(Records excerpted from a collection)
++++++

//! Error taxonomy surfaced at the public decode/encode boundary.
//!
//! Internal traversal code favors `anyhow::Result` the way a single pass
//! over a byte cursor naturally does (see [`crate::decode`]); [`CodecError`]
//! is the closed, matchable shape callers outside this crate see.

use thiserror::Error;

/// All ways a decode or encode traversal can fail.
#[derive(Debug, Error)]
pub enum CodecError {
    /// A read or peek would advance the cursor past the end of the payload.
    #[error("buffer underflow: tried to read {requested} byte(s) at offset {offset}, only {available} available")]
    BufferUnderflow {
        offset: usize,
        requested: usize,
        available: usize,
    },

    /// A field or schema node named a kind the interpreter does not recognize.
    #[error("unknown field type `{0}`")]
    UnknownType(String),

    /// `$name` failed to resolve in a non-legacy evaluation path.
    #[error("missing variable `{0}`")]
    MissingVariable(String),

    /// A `match` selector matched no case and no default was declared.
    ///
    /// Not fatal: per spec, this yields an empty sub-map rather than
    /// aborting the traversal. Kept as a named variant so callers that want
    /// stricter behavior can detect it via [`crate::decode::Diagnostics`].
    #[error("match on `{0}` selected no case (value {1:?}) and no default exists")]
    MatchNoCase(String, String),

    /// A TLV record's tag had no matching case and the unknown policy is "error".
    #[error("unrecognized TLV tag {0:?}")]
    TlvUnknownTag(String),

    /// A `repeat` produced fewer elements than its `min` bound requires.
    #[error("repeat produced {got} element(s), fewer than the required minimum {min}")]
    RepeatMinUnmet { min: usize, got: usize },

    /// A `byte_length`-bounded repeat did not end exactly on its window boundary.
    #[error("repeat element decode ended at offset {ended_at}, expected exactly {expected}")]
    RepeatByteLengthMismatch { expected: usize, ended_at: usize },

    /// Division by zero in `compute: div` (hard error; the legacy formula
    /// sublanguage instead silently yields 0, per spec).
    #[error("division by zero in compute op for field `{0}`")]
    DivideByZero(String),

    /// A non-numeric operand was supplied where a numeric operation required one.
    #[error("invalid operand for `{op}`: {value:?}")]
    InvalidOperand { op: String, value: String },

    /// `decode_with_port`/`encode_with_port` was given a port with no entry
    /// and the schema has no `"default"` fallback.
    #[error("no port table entry for port {0} and no default fallback")]
    PortNotFound(u32),

    /// The compact binary schema format was truncated or carries an
    /// unsupported version byte.
    #[error("invalid binary schema: {0}")]
    BadBinarySchema(String),

    /// Catch-all for traversal failures that don't fit a more specific
    /// variant (schema authoring errors caught late, internal invariant
    /// violations surfaced by `anyhow` during traversal).
    #[error(transparent)]
    Other(#[from] anyhow::Error),
}

pub type Result<T> = std::result::Result<T, CodecError>;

++++++

**Task objective**
The required result is a verbatim copy of all the entries.

**Answer box**
//! Error taxonomy surfaced at the public decode/encode boundary.
//!
//! Internal traversal code favors `anyhow::Result` the way a single pass
//! over a byte cursor naturally does (see [`crate::decode`]); [`CodecError`]
//! is the closed, matchable shape callers outside this crate see.

use thiserror::Error;

/// All ways a decode or encode traversal can fail.
#[derive(Debug, Error)]
pub enum CodecError {
    /// A read or peek would advance the cursor past the end of the payload.
    #[error("buffer underflow: tried to read {requested} byte(s) at offset {offset}, only {available} available")]
    BufferUnderflow {
        offset: usize,
        requested: usize,
        available: usize,
    },

    /// A field or schema node named a kind the interpreter does not recognize.
    #[error("unknown field type `{0}`")]
    UnknownType(String),

    /// `$name` failed to resolve in a non-legacy evaluation path.
    #[error("missing variable `{0}`")]
    MissingVariable(String),

    /// A `match` selector matched no case and no default was declared.
    ///
    /// Not fatal: per spec, this yields an empty sub-map rather than
    /// aborting the traversal. Kept as a named variant so callers that want
    /// stricter behavior can detect it via [`crate::decode::Diagnostics`].
    #[error("match on `{0}` selected no case (value {1:?}) and no default exists")]
    MatchNoCase(String, String),

    /// A TLV record's tag had no matching case and the unknown policy is "error".
    #[error("unrecognized TLV tag {0:?}")]
    TlvUnknownTag(String),

    /// A `repeat` produced fewer elements than its `min` bound requires.
    #[error("repeat produced {got} element(s), fewer than the required minimum {min}")]
    RepeatMinUnmet { min: usize, got: usize },

    /// A `byte_length`-bounded repeat did not end exactly on its window boundary.
    #[error("repeat element decode ended at offset {ended_at}, expected exactly {expected}")]
    RepeatByteLengthMismatch { expected: usize, ended_at: usize },

    /// Division by zero in `compute: div` (hard error; the legacy formula
    /// sublanguage instead silently yields 0, per spec).
    #[error("division by zero in compute op for field `{0}`")]
    DivideByZero(String),

    /// A non-numeric operand was supplied where a numeric operation required one.
    #[error("invalid operand for `{op}`: {value:?}")]
    InvalidOperand { op: String, value: String },

    /// `decode_with_port`/`encode_with_port` was given a port with no entry
    /// and the schema has no `"default"` fallback.
    #[error("no port table entry for port {0} and no default fallback")]
    PortNotFound(u32),

    /// The compact binary schema format was truncated or carries an
    /// unsupported version byte.
    #[error("invalid binary schema: {0}")]
    BadBinarySchema(String),

    /// Catch-all for traversal failures that don't fit a more specific
    /// variant (schema authoring errors caught late, internal invariant
    /// violations surfaced by `anyhow` during traversal).
    #[error(transparent)]
    Other(#[from] anyhow::Error),
}

pub type Result<T> = std::result::Result<T, CodecError>;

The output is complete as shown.